• **Supplied information**:
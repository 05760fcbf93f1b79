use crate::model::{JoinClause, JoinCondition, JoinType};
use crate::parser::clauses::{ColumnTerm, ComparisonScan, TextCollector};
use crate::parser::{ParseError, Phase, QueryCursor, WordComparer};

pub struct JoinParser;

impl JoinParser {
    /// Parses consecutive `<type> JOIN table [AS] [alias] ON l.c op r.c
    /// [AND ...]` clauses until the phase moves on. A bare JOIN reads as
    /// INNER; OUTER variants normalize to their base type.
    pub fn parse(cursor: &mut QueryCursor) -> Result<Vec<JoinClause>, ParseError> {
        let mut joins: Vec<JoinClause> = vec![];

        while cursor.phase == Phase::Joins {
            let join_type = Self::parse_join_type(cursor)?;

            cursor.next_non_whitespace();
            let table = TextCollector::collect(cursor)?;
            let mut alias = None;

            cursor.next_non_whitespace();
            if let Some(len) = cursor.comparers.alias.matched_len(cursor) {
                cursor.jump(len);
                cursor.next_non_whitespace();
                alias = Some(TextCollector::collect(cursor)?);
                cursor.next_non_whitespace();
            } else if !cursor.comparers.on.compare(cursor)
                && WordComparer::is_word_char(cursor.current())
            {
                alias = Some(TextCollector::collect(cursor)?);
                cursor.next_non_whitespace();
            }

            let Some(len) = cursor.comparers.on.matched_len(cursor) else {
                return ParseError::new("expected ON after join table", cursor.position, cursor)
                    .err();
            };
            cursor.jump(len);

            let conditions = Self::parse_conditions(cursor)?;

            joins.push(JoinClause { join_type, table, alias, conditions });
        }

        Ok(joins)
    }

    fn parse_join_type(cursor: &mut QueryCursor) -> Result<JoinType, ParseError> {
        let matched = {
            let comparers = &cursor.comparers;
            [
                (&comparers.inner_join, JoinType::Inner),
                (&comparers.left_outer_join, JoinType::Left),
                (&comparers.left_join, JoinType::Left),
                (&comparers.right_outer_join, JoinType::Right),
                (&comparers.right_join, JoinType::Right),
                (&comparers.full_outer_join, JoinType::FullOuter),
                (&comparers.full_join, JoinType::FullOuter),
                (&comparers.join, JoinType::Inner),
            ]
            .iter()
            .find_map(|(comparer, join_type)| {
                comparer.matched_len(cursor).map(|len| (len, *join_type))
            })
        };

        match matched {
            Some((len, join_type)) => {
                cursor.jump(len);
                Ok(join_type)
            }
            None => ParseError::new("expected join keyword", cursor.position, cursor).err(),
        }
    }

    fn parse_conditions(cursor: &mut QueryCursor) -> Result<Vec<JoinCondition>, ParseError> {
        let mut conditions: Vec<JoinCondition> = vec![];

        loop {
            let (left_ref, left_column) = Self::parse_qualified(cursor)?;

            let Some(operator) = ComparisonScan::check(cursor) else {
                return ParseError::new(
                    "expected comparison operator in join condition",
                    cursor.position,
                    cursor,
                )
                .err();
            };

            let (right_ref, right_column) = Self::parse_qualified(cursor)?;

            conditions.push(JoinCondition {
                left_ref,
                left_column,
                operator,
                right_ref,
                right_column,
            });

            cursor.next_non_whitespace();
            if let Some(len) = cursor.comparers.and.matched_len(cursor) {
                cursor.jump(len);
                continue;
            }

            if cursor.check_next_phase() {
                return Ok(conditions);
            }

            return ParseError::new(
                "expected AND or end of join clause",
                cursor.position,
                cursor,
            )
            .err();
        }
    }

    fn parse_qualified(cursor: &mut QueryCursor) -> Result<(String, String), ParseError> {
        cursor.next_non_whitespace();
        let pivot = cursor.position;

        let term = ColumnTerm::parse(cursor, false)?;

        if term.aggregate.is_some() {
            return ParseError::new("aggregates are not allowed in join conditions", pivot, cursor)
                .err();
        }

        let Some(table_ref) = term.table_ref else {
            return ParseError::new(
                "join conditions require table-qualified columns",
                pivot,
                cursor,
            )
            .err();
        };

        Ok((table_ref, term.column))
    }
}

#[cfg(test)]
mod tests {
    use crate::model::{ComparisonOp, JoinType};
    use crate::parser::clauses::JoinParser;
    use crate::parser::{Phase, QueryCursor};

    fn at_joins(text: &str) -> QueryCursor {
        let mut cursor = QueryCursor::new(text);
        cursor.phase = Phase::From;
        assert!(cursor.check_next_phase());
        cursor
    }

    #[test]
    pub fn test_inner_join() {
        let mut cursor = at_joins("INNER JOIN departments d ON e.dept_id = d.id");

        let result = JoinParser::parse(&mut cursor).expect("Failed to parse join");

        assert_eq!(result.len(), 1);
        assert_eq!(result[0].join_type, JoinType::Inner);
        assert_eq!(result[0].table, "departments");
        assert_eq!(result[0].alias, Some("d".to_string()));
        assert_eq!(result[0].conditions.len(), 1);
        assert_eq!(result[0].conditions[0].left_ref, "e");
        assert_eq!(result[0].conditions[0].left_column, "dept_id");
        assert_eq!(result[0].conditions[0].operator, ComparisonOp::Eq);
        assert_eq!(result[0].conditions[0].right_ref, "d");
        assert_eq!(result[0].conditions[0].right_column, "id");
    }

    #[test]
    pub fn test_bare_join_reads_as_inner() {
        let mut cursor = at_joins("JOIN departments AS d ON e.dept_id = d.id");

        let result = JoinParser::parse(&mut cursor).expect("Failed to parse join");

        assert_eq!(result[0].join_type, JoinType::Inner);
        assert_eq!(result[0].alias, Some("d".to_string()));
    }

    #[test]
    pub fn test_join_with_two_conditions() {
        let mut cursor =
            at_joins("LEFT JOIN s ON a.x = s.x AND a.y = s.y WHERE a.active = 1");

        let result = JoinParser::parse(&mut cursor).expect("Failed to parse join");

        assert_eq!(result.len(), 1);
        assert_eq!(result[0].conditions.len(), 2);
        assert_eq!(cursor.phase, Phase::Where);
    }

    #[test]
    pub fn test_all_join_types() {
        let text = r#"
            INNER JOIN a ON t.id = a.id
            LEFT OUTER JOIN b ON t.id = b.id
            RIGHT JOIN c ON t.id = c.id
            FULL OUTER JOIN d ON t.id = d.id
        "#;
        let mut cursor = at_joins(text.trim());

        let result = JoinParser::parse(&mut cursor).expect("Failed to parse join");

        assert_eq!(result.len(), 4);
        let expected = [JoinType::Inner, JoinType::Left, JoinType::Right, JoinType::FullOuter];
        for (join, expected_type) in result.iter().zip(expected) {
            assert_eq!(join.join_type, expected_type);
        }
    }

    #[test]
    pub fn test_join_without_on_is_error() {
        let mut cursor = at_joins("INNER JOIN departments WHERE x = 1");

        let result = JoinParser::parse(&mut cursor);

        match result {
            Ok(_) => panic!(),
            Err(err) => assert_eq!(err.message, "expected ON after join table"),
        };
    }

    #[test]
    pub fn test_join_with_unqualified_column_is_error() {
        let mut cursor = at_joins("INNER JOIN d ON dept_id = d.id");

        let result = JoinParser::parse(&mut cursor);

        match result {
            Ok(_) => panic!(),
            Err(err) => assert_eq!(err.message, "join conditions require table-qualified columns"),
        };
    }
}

• **To do**: Say how many lines of the data include the word "TextCollector". Nothing other than the number should be given.

• **Answer to the exercise**: 4